### MATERIALS PROVIDED ###

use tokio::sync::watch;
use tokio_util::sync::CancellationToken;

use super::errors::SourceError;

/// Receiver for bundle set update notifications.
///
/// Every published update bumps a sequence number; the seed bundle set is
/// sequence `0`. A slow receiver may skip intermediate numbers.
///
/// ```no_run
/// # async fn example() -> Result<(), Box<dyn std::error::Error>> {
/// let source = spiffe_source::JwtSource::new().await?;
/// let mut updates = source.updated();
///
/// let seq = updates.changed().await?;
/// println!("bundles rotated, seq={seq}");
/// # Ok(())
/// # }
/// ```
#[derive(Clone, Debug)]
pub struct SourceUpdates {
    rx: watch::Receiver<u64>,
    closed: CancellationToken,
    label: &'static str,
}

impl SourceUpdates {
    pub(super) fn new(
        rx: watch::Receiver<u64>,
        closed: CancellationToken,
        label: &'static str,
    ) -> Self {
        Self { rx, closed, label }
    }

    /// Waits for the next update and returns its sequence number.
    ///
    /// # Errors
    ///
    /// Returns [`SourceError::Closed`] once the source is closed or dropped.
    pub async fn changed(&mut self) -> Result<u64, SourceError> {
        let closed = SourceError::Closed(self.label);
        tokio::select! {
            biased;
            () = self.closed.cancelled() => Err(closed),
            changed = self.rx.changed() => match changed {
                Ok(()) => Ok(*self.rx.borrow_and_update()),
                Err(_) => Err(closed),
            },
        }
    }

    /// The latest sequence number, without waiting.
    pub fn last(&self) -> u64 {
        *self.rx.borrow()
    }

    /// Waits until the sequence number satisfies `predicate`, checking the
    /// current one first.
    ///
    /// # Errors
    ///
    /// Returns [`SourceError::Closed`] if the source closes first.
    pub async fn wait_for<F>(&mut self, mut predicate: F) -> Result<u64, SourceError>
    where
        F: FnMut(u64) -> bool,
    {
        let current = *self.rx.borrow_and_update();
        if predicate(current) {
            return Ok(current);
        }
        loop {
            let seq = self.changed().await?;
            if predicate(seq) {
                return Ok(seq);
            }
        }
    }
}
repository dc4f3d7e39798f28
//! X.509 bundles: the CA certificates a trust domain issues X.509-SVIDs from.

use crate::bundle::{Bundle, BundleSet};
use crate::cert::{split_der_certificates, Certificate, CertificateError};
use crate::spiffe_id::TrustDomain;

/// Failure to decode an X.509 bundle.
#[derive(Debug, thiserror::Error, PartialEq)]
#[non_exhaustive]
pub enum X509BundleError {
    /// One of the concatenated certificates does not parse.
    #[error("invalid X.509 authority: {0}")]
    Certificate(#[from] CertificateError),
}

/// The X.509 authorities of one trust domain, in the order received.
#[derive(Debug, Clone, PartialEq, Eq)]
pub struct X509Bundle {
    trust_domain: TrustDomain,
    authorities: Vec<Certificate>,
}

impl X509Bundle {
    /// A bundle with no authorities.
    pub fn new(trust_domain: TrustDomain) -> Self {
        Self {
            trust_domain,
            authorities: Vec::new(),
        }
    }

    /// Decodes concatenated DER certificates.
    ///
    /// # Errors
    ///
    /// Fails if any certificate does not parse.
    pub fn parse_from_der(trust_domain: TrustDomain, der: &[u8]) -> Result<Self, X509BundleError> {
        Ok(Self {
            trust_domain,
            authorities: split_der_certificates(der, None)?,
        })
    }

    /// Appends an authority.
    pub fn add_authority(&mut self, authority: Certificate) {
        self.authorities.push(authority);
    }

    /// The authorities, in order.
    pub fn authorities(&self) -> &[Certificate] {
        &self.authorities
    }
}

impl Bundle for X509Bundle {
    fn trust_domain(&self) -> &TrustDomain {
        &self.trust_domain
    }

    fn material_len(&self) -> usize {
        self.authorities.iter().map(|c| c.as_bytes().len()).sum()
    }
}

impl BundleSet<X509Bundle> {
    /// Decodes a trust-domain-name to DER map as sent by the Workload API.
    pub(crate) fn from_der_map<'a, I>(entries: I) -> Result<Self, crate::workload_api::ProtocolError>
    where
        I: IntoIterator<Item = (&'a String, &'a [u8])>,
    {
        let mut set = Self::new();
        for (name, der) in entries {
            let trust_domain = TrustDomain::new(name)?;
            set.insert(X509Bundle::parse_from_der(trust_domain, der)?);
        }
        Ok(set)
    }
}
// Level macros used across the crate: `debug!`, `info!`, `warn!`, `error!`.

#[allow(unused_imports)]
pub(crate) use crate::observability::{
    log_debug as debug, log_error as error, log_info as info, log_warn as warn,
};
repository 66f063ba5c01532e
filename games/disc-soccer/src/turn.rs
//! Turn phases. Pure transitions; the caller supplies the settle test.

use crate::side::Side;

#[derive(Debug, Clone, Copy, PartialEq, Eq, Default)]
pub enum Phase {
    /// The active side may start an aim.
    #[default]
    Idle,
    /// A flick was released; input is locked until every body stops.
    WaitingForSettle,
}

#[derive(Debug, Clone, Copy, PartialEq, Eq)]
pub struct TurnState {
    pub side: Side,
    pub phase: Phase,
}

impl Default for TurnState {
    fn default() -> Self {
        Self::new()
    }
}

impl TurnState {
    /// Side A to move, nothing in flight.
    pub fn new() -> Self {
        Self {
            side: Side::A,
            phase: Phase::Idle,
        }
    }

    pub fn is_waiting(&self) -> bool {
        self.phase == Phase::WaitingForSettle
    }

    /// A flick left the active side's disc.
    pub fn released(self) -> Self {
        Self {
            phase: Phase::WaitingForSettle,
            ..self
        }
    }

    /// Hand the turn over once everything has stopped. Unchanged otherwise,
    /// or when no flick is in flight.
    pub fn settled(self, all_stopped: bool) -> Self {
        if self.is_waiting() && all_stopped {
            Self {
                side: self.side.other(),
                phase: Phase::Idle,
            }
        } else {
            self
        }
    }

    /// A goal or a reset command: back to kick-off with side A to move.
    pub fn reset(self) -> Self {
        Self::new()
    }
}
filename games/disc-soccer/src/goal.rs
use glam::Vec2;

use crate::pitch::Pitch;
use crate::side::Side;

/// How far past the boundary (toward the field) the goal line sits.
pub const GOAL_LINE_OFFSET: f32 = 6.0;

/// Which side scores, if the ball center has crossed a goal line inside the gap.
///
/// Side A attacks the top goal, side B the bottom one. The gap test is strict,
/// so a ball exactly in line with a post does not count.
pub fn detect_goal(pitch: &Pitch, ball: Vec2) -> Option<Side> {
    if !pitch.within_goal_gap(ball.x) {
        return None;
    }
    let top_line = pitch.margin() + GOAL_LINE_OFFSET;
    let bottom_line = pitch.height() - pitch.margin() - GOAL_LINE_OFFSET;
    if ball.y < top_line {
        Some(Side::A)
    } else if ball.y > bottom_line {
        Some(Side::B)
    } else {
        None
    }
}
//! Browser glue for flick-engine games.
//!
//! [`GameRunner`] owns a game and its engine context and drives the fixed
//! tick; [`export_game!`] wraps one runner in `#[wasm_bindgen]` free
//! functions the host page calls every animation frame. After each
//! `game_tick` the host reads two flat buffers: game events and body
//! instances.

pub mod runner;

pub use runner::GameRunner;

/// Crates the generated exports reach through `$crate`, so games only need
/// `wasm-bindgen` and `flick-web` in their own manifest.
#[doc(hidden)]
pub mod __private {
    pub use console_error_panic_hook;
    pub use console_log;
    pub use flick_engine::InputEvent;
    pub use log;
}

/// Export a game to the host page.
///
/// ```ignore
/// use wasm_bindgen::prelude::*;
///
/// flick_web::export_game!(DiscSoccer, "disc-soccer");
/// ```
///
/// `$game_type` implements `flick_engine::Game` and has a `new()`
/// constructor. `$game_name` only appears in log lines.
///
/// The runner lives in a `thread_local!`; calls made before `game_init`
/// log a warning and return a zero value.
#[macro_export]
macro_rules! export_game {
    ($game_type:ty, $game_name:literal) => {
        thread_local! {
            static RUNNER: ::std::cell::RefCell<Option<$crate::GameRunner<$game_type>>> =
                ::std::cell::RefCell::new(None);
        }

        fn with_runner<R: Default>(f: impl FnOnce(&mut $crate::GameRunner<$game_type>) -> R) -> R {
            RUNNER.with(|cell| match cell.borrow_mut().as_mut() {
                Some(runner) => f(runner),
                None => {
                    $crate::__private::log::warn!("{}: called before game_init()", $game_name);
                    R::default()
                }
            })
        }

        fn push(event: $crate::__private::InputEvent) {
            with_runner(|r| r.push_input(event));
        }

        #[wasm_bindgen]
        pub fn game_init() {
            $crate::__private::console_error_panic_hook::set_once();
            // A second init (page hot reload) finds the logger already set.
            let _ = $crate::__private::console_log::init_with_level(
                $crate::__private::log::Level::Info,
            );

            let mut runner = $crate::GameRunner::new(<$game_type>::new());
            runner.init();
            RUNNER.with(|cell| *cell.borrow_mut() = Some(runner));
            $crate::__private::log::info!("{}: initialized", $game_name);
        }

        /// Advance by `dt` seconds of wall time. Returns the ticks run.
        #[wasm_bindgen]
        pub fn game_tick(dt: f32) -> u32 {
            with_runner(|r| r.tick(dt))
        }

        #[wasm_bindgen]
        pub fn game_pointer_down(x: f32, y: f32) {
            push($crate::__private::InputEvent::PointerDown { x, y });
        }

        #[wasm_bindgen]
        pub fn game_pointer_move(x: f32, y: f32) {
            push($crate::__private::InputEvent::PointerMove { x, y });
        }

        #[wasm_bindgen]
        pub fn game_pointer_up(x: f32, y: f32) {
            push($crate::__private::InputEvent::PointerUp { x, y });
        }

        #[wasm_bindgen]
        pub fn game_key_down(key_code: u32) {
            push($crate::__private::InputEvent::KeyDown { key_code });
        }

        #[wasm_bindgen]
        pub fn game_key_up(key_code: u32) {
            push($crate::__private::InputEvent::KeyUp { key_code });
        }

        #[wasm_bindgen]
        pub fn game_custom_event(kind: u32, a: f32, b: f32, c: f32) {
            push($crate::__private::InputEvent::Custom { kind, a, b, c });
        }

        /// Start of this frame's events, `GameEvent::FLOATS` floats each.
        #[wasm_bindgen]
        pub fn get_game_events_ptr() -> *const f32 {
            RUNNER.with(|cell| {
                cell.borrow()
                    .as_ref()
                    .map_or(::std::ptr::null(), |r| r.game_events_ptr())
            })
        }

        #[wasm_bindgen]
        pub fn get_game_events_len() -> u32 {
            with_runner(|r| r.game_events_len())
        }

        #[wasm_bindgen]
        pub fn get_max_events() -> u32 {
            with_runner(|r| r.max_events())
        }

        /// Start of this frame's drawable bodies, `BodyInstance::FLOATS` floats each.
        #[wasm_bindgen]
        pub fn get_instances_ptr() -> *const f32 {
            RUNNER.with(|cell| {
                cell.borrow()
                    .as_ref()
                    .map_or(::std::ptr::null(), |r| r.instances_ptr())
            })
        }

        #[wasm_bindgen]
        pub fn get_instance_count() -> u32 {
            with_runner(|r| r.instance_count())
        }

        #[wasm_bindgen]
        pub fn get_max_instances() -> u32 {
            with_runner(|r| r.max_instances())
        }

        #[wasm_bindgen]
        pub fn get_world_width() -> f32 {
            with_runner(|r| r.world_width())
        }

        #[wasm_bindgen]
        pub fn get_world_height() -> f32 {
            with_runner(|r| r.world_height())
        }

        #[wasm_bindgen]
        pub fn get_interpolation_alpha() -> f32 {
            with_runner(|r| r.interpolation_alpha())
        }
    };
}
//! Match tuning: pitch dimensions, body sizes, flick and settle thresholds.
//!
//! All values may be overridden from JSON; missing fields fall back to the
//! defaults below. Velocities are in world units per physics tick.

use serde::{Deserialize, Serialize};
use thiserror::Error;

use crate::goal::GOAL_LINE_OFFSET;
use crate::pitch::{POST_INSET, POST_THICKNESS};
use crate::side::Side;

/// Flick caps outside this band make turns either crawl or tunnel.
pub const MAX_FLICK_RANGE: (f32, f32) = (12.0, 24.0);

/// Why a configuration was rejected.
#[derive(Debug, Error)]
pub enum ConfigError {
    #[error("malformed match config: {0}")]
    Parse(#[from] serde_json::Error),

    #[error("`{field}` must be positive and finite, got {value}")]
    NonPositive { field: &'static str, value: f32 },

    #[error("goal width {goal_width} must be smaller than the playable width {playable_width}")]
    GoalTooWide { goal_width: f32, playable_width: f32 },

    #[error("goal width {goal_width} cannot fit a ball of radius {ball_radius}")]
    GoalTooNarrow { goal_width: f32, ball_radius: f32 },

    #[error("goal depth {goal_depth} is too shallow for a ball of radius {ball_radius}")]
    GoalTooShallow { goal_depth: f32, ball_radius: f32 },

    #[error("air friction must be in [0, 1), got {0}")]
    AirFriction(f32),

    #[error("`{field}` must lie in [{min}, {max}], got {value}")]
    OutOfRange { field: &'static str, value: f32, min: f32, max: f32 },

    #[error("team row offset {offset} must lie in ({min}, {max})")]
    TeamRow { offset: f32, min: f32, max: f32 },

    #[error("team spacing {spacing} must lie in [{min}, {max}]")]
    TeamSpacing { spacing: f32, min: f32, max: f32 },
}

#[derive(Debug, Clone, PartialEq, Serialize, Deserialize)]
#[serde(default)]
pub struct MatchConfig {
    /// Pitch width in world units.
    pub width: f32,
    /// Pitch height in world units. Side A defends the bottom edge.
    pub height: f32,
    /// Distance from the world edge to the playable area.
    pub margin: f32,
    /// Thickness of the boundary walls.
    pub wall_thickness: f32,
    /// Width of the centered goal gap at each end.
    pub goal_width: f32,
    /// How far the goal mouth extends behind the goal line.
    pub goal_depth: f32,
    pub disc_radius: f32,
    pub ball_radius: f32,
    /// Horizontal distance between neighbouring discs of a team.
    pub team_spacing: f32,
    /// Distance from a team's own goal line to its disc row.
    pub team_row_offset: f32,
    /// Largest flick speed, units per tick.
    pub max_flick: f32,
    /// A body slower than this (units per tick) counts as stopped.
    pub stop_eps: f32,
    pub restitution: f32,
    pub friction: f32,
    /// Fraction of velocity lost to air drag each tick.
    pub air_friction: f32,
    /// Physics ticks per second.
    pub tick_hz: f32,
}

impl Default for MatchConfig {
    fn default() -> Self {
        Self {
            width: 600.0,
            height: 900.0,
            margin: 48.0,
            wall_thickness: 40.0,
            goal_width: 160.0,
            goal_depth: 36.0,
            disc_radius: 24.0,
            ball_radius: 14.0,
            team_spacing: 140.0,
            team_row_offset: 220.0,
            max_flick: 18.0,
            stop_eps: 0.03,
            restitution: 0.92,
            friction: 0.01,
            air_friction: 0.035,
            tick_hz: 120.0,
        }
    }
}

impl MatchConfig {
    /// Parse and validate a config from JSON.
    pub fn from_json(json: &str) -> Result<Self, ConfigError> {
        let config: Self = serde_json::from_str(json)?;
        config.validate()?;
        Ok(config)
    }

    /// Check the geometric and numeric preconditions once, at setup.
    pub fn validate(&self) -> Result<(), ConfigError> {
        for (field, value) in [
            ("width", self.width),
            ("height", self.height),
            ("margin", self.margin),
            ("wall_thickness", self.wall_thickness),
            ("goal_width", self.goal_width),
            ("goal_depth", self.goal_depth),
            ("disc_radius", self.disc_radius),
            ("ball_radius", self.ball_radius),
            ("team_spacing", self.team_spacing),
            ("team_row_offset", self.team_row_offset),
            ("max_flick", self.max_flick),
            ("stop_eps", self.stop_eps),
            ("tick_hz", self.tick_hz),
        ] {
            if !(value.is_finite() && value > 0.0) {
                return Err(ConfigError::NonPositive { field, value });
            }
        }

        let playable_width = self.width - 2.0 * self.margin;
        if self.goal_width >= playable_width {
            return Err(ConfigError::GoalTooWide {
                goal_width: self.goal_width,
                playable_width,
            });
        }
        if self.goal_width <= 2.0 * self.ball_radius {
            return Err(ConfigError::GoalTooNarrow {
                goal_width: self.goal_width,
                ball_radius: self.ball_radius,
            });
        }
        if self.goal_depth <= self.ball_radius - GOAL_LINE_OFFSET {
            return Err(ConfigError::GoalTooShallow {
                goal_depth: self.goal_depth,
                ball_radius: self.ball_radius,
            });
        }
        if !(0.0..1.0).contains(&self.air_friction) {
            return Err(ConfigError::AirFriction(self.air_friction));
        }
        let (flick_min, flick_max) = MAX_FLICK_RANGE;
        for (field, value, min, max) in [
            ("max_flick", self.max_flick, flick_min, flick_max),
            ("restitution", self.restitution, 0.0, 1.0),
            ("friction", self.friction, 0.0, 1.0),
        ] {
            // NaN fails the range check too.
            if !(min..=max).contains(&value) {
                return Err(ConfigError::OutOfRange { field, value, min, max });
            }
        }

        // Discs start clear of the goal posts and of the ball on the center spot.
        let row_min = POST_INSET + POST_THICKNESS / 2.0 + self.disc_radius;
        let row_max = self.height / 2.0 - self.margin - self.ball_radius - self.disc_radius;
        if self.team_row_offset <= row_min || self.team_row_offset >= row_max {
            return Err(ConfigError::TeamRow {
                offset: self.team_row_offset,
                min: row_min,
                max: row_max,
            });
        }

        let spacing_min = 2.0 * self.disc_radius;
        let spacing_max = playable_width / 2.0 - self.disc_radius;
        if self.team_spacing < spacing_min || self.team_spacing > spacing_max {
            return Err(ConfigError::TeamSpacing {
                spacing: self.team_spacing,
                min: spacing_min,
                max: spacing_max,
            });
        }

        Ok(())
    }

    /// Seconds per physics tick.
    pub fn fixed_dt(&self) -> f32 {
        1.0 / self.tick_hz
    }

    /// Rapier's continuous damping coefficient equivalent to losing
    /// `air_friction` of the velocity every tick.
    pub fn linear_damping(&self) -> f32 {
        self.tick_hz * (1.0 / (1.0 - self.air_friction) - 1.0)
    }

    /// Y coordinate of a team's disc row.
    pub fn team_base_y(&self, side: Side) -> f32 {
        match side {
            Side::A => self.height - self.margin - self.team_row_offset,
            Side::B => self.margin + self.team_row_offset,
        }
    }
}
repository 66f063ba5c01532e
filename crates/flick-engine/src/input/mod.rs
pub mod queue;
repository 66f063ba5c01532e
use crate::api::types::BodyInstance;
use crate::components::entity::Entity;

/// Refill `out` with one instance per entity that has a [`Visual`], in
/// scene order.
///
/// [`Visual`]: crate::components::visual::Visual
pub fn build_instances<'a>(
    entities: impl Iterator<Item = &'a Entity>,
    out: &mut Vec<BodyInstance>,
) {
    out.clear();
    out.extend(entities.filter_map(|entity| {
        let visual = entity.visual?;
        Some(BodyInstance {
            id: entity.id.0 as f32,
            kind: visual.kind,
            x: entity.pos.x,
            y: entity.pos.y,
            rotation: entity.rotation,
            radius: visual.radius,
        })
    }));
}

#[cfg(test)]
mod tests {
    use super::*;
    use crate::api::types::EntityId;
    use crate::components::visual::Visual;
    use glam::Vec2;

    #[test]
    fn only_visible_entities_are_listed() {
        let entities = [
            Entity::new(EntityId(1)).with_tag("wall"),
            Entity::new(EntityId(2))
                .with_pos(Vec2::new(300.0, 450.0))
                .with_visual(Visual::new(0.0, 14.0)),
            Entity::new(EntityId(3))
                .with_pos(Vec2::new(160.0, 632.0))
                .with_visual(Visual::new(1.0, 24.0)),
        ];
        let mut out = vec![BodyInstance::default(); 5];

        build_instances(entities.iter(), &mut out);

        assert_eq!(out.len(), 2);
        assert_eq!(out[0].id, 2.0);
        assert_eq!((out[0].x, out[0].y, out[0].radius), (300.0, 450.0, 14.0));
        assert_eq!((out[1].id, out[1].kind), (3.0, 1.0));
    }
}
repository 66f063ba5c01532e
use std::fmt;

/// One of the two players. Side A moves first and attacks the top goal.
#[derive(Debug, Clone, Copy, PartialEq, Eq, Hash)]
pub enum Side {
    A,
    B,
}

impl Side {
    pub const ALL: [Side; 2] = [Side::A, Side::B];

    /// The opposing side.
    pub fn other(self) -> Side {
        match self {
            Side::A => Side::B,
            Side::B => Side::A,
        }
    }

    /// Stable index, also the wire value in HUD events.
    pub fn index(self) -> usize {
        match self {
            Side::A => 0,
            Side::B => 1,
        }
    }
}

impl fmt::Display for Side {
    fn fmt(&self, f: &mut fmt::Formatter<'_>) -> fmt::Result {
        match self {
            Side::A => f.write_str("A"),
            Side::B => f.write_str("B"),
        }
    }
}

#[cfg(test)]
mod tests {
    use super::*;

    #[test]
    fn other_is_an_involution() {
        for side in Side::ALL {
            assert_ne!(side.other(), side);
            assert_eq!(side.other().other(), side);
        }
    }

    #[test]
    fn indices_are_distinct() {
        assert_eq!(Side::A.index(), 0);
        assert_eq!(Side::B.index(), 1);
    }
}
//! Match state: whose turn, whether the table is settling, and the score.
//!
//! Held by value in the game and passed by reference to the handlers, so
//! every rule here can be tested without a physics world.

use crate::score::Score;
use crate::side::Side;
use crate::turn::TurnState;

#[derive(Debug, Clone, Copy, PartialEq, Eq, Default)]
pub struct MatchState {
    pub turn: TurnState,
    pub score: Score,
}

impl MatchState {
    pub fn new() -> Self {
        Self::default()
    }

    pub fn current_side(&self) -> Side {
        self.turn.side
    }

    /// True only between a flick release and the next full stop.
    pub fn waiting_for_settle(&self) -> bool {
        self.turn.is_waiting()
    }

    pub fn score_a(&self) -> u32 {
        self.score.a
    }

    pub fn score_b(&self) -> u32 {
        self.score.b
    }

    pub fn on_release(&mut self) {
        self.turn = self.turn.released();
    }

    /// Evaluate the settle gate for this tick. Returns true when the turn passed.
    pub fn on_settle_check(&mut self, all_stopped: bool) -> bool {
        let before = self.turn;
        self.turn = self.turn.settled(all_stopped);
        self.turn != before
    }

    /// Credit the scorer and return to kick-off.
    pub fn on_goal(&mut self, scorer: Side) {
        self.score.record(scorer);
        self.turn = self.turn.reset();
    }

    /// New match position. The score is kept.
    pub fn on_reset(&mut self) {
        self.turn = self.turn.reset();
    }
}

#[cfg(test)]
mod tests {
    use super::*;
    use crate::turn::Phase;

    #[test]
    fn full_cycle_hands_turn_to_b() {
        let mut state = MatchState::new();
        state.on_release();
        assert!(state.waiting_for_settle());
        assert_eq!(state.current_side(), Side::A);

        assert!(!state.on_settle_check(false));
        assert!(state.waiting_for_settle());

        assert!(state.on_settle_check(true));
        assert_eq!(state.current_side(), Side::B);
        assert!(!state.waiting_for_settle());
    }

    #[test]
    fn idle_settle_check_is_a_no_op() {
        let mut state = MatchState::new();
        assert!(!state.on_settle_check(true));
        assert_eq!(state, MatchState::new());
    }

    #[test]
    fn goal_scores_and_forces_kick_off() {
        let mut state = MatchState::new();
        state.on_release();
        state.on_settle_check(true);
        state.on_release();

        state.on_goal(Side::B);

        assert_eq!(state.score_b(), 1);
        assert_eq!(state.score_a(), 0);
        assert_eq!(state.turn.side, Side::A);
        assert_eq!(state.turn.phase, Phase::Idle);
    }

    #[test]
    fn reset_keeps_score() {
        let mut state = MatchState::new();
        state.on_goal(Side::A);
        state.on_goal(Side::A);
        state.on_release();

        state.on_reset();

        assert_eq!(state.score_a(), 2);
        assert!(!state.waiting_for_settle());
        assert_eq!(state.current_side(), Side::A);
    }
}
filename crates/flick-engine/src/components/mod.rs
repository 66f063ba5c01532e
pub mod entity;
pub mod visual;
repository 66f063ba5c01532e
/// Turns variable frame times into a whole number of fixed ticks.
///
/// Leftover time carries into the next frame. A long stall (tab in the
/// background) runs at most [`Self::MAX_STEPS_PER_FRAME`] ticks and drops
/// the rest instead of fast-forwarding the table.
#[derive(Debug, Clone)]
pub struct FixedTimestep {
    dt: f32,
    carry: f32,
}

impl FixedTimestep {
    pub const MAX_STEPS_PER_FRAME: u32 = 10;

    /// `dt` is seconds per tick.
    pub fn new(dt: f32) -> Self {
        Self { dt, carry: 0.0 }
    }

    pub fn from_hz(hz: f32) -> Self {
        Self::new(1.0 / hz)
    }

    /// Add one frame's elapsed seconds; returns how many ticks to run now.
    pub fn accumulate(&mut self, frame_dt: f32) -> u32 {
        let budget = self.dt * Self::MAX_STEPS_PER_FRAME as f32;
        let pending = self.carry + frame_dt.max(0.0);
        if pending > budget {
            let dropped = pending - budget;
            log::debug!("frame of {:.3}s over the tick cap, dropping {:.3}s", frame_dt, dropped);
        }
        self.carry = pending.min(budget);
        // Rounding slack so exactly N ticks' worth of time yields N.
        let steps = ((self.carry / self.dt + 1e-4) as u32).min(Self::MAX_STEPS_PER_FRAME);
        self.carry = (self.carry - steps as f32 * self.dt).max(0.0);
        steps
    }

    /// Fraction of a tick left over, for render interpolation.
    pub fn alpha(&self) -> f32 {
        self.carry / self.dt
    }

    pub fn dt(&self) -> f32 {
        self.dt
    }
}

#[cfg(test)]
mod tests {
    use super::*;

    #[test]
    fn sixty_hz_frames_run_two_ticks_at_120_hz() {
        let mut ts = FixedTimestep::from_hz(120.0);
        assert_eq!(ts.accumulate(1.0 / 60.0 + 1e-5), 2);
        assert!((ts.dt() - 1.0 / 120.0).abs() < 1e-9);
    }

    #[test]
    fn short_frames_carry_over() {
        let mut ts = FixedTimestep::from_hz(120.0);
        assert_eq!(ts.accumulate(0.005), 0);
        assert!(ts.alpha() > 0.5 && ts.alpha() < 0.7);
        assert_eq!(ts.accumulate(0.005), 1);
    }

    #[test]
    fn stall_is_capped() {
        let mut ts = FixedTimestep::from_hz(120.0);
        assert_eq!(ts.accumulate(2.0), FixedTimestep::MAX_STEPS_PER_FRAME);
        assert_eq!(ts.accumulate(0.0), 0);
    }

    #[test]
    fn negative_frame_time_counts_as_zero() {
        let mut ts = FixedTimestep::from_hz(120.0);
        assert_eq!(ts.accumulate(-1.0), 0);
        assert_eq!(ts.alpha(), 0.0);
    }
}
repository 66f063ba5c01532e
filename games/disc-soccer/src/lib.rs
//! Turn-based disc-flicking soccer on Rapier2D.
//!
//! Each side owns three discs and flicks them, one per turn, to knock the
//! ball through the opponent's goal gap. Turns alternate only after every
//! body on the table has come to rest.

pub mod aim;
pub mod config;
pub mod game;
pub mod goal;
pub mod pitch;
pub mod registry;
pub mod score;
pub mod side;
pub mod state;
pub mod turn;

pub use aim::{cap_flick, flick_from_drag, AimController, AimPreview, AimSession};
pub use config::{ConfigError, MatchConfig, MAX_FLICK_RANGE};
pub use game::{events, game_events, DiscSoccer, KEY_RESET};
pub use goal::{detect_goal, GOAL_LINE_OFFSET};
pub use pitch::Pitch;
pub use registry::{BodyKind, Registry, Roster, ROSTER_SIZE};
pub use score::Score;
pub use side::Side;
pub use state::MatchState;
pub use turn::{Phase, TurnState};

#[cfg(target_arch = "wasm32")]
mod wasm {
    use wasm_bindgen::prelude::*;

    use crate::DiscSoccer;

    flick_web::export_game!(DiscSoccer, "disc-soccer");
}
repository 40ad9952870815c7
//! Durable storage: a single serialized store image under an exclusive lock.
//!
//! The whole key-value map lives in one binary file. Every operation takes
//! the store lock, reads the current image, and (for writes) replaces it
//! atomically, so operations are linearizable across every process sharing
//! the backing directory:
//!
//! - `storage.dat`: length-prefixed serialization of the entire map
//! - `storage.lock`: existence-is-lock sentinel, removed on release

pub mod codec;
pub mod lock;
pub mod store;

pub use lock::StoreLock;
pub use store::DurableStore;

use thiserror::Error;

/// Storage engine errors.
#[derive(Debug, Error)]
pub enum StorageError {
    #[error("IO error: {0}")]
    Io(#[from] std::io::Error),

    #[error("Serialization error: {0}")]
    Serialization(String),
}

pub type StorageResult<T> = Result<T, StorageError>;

###

WHAT IS BEING ASKED: From the data above, pick out each line containing "page" and copy it.

SOLUTION TO THE PROBLEM:
//! functions the host page calls every animation frame. After each
/// Export a game to the host page.
            // A second init (page hot reload) finds the logger already set.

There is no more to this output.